Prabagar Miglena G, Choi Hyeong-jwa, Park Jin-Yeon, Loh Sohee, Kang Young-Sun
Department of Biomedical Science and Technology, SMART Institute of Advanced Biomedical Science, Institute of Functional Genomics, Konkuk University, 1 Hwayang-dong, Gwangjin-gu, Seoul, 143-701, Republic of Korea.
Clin Exp Med. 2014 Nov;14(4):361-73. doi: 10.1007/s10238-013-0255-4. Epub 2013 Sep 1.

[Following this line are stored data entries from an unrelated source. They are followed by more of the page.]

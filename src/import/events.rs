use super::execute::ExecutionOutcome;
use serde::Serialize;
use std::ops::ControlFlow;

/// Structured notifications for the UI layer; the engine itself never
/// touches the UI.
#[derive(Debug, Clone, PartialEq, Serialize)]
#[serde(tag = "event", rename_all = "camelCase")]
pub enum ImportEvent {
    #[serde(rename_all = "camelCase")]
    ParseFailed { message: String },
    #[serde(rename_all = "camelCase")]
    ValidationComplete {
        rows_total: usize,
        valid: usize,
        invalid: usize,
    },
    #[serde(rename_all = "camelCase")]
    ExecutionProgress {
        row: usize,
        attempted: usize,
        total: usize,
        percent: f64,
    },
    #[serde(rename_all = "camelCase")]
    ExecutionComplete { outcome: ExecutionOutcome },
}

/// Receives events as they happen. Returning `Break` from a progress event
/// stops the executor from issuing further backend calls.
pub trait EventSink {
    fn emit(&mut self, event: &ImportEvent) -> ControlFlow<()>;
}

impl<F> EventSink for F
where
    F: FnMut(&ImportEvent) -> ControlFlow<()>,
{
    fn emit(&mut self, event: &ImportEvent) -> ControlFlow<()> {
        self(event)
    }
}

/// Collects every event; used by the IPC layer to return them in the reply.
#[derive(Debug, Default)]
pub struct EventLog {
    pub events: Vec<ImportEvent>,
}

impl EventSink for EventLog {
    fn emit(&mut self, event: &ImportEvent) -> ControlFlow<()> {
        self.events.push(event.clone());
        ControlFlow::Continue(())
    }
}
use super::handlers;
use super::types::{AppState, Request};
use crate::ipc::error::err;

pub fn handle_request(state: &mut AppState, req: Request) -> serde_json::Value {
    if let Some(resp) = handlers::core::try_handle(state, &req) {
        return resp;
    }
    if let Some(resp) = handlers::setup::try_handle(state, &req) {
        return resp;
    }
    if let Some(resp) = handlers::records::try_handle(state, &req) {
        return resp;
    }
    if let Some(resp) = handlers::import::try_handle(state, &req) {
        return resp;
    }

    err(
        &req.id,
        "not_implemented",
        format!("unknown method: {}", req.method),
        None,
    )
}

Immunoglobulins are glycoproteins produced by the cells of the immune system. Their primary function is to protect the body from pathogenic infection. Moreover, a concentrated polyclonal mixture of immunoglobulin G (IgG), the so-called intravenous IgG (IVIG), has been used to treat various chronic and systemic disorders of the immune system. Studies on the effects of IVIG in autoimmune disease models have revealed that IgG Fc fragments confer protection against various autoimmune diseases. The identification of this IgG Fc immunomodulatory component is important for the development of IVIG substitutes. The focus of this review is to introduce one of the Fc regulatory entities and to provide a summary of the current knowledge of the putative general mechanisms underlying IVIG activity in vivo on the basis of these Fc fragments. We also address the recent insights into several approaches for the development of IVIG substitutes.

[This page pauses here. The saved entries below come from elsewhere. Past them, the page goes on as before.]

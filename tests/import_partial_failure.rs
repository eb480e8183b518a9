use serde_json::json;
use std::io::{BufRead, BufReader, Write};
use std::path::PathBuf;
use std::process::{Child, ChildStdin, ChildStdout, Command, Stdio};
use std::time::{SystemTime, UNIX_EPOCH};

fn temp_dir(prefix: &str) -> PathBuf {
    let p = std::env::temp_dir().join(format!(
        "{}-{}",
        prefix,
        SystemTime::now()
            .duration_since(UNIX_EPOCH)
            .expect("clock")
            .as_nanos()
    ));
    std::fs::create_dir_all(&p).expect("create temp dir");
    p
}

fn spawn_sidecar() -> (Child, ChildStdin, BufReader<ChildStdout>) {
    let exe = env!("CARGO_BIN_EXE_recordsd");
    let mut child = Command::new(exe)
        .stdin(Stdio::piped())
        .stdout(Stdio::piped())
        .stderr(Stdio::null())
        .spawn()
        .expect("spawn recordsd");
    let stdin = child.stdin.take().expect("child stdin");
    let stdout = child.stdout.take().expect("child stdout");
    (child, stdin, BufReader::new(stdout))
}

fn request(
    stdin: &mut ChildStdin,
    reader: &mut BufReader<ChildStdout>,
    id: &str,
    method: &str,
    params: serde_json::Value,
) -> serde_json::Value {
    let payload = json!({
        "id": id,
        "method": method,
        "params": params,
    });
    writeln!(stdin, "{}", payload).expect("write request");
    stdin.flush().expect("flush request");

    let mut line = String::new();
    reader.read_line(&mut line).expect("read response line");
    assert!(!line.trim().is_empty(), "empty response for {}", method);
    let value: serde_json::Value = serde_json::from_str(line.trim()).expect("parse response json");
    assert_eq!(value.get("id").and_then(|v| v.as_str()), Some(id));
    value
}

fn request_ok(
    stdin: &mut ChildStdin,
    reader: &mut BufReader<ChildStdout>,
    id: &str,
    method: &str,
    params: serde_json::Value,
) -> serde_json::Value {
    let value = request(stdin, reader, id, method, params);
    assert!(
        value.get("ok").and_then(|v| v.as_bool()).unwrap_or(false),
        "{} failed: {}",
        method,
        value
    );
    value.get("result").cloned().unwrap_or_else(|| json!({}))
}

fn error_code(value: &serde_json::Value) -> Option<&str> {
    value.pointer("/error/code").and_then(|v| v.as_str())
}

fn seed_course(stdin: &mut ChildStdin, reader: &mut BufReader<ChildStdout>) {
    let _ = request_ok(
        stdin,
        reader,
        "seed-course",
        "courses.create",
        json!({
            "name": "Computer Science",
            "shortCode": "CS",
            "durationMonths": 12,
            "subjects": [{ "name": "Programming", "type": "theory", "teMax": 80, "ceMax": 20 }]
        }),
    );
}

fn progress(events: &serde_json::Value) -> Vec<f64> {
    events
        .as_array()
        .expect("events")
        .iter()
        .filter(|e| e.get("event").and_then(|v| v.as_str()) == Some("executionProgress"))
        .filter_map(|e| e.get("percent").and_then(|v| v.as_f64()))
        .collect()
}

#[test]
fn a_rejected_row_does_not_roll_back_the_others() {
    let workspace = temp_dir("recordsd-import-partial");
    let csv = workspace.join("batches.csv");
    std::fs::write(
        &csv,
        "Batch Name,Start Date,Duration (Months),Course\n\
         B1,2024-01-15,12,CS\n\
         B2,2024-02-15,12,CS\n\
         B3,2024-03-15,12,CS\n",
    )
    .expect("write csv");

    let (_child, mut stdin, mut reader) = spawn_sidecar();
    let _ = request_ok(
        &mut stdin,
        &mut reader,
        "1",
        "workspace.select",
        json!({ "path": workspace.to_string_lossy() }),
    );
    seed_course(&mut stdin, &mut reader);

    let opened = request_ok(
        &mut stdin,
        &mut reader,
        "2",
        "import.open",
        json!({ "kind": "batch", "mode": "create" }),
    );
    let session = opened
        .get("sessionId")
        .and_then(|v| v.as_str())
        .expect("sessionId")
        .to_string();
    let loaded = request_ok(
        &mut stdin,
        &mut reader,
        "3",
        "import.load",
        json!({ "sessionId": session, "inPath": csv.to_string_lossy() }),
    );
    assert_eq!(loaded.pointer("/summary/valid").and_then(|v| v.as_u64()), Some(3));

    // The reference snapshot predates this, so only the backend notices.
    let _ = request_ok(
        &mut stdin,
        &mut reader,
        "4",
        "batches.create",
        json!({ "name": "B2", "startDate": "2024-02-01", "durationMonths": 6, "course": "CS" }),
    );

    let executed = request_ok(
        &mut stdin,
        &mut reader,
        "5",
        "import.execute",
        json!({ "sessionId": session }),
    );
    let outcome = executed.get("outcome").expect("outcome");
    assert_eq!(outcome.get("success").and_then(|v| v.as_u64()), Some(2));
    assert_eq!(outcome.get("failed").and_then(|v| v.as_u64()), Some(1));
    assert_eq!(outcome.pointer("/errors/0/row").and_then(|v| v.as_u64()), Some(3));
    assert_eq!(outcome.pointer("/errors/0/label").and_then(|v| v.as_str()), Some("B2"));
    assert_eq!(
        outcome.pointer("/errors/0/message").and_then(|v| v.as_str()),
        Some("Batch \"B2\" already exists")
    );
    assert_eq!(outcome.get("interrupted").and_then(|v| v.as_bool()), Some(false));

    let events = executed.get("events").expect("events");
    let percents = progress(events);
    assert_eq!(percents.len(), 3);
    assert!(percents.windows(2).all(|w| w[0] <= w[1]));
    assert_eq!(percents.last().copied(), Some(100.0));
    let last = events.as_array().and_then(|a| a.last()).expect("last event");
    assert_eq!(last.get("event").and_then(|v| v.as_str()), Some("executionComplete"));
    assert_eq!(last.pointer("/outcome/failed").and_then(|v| v.as_u64()), Some(1));

    let listed = request_ok(&mut stdin, &mut reader, "6", "batches.list", json!({}));
    let batches = listed.get("batches").and_then(|v| v.as_array()).expect("batches");
    let names: Vec<&str> = batches
        .iter()
        .filter_map(|b| b.get("name").and_then(|v| v.as_str()))
        .collect();
    assert_eq!(names, vec!["B1", "B2", "B3"]);
    let b2 = batches
        .iter()
        .find(|b| b.get("name").and_then(|v| v.as_str()) == Some("B2"))
        .expect("B2");
    // B2 is the hand-entered batch, not the imported row.
    assert_eq!(b2.get("startDate").and_then(|v| v.as_str()), Some("2024-02-01"));

    let _ = std::fs::remove_dir_all(workspace);
}

#[test]
fn raised_in_flight_limit_keeps_outcomes_in_row_order() {
    let workspace = temp_dir("recordsd-import-in-flight");
    let csv = workspace.join("batches.csv");
    let mut body = String::from("Batch Name,Start Date,Duration (Months),Course\n");
    for n in 1..=7 {
        body.push_str(&format!("Batch {},2024-01-{:02},12,CS\n", n, n));
    }
    std::fs::write(&csv, body).expect("write csv");

    let (_child, mut stdin, mut reader) = spawn_sidecar();
    let _ = request_ok(
        &mut stdin,
        &mut reader,
        "1",
        "workspace.select",
        json!({ "path": workspace.to_string_lossy() }),
    );
    seed_course(&mut stdin, &mut reader);
    let _ = request_ok(
        &mut stdin,
        &mut reader,
        "2",
        "setup.update",
        json!({ "section": "import", "patch": { "maxInFlight": 3 } }),
    );

    let opened = request_ok(&mut stdin, &mut reader, "3", "import.open", json!({ "kind": "batch" }));
    let session = opened
        .get("sessionId")
        .and_then(|v| v.as_str())
        .expect("sessionId")
        .to_string();
    let _ = request_ok(
        &mut stdin,
        &mut reader,
        "4",
        "import.load",
        json!({ "sessionId": session, "inPath": csv.to_string_lossy() }),
    );
    let executed = request_ok(
        &mut stdin,
        &mut reader,
        "5",
        "import.execute",
        json!({ "sessionId": session }),
    );
    assert_eq!(executed.pointer("/outcome/success").and_then(|v| v.as_u64()), Some(7));
    let saved_rows: Vec<u64> = executed
        .pointer("/outcome/saved")
        .and_then(|v| v.as_array())
        .expect("saved")
        .iter()
        .filter_map(|s| s.get("row").and_then(|v| v.as_u64()))
        .collect();
    assert_eq!(saved_rows, vec![2, 3, 4, 5, 6, 7, 8]);
    let percents = progress(executed.get("events").expect("events"));
    assert_eq!(percents.len(), 7);
    assert!(percents.windows(2).all(|w| w[0] < w[1]));

    let _ = std::fs::remove_dir_all(workspace);
}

免疫球蛋白是由免疫系统细胞产生的糖蛋白。它们的主要功能是保护身体免受病原体感染。此外,免疫球蛋白G(IgG)的浓缩多克隆混合物,即所谓的静脉注射免疫球蛋白(IVIG),已被用于治疗免疫系统的各种慢性和全身性疾病。对IVIG在自身免疫性疾病模型中的作用研究表明,IgG Fc片段可抵御各种自身免疫性疾病。鉴定这种IgG Fc免疫调节成分对于开发IVIG替代品很重要。本综述的重点是介绍一种Fc调节实体,并基于这些Fc片段总结目前对IVIG体内活性潜在一般机制的认识。我们还讨论了开发IVIG替代品的几种方法的最新见解。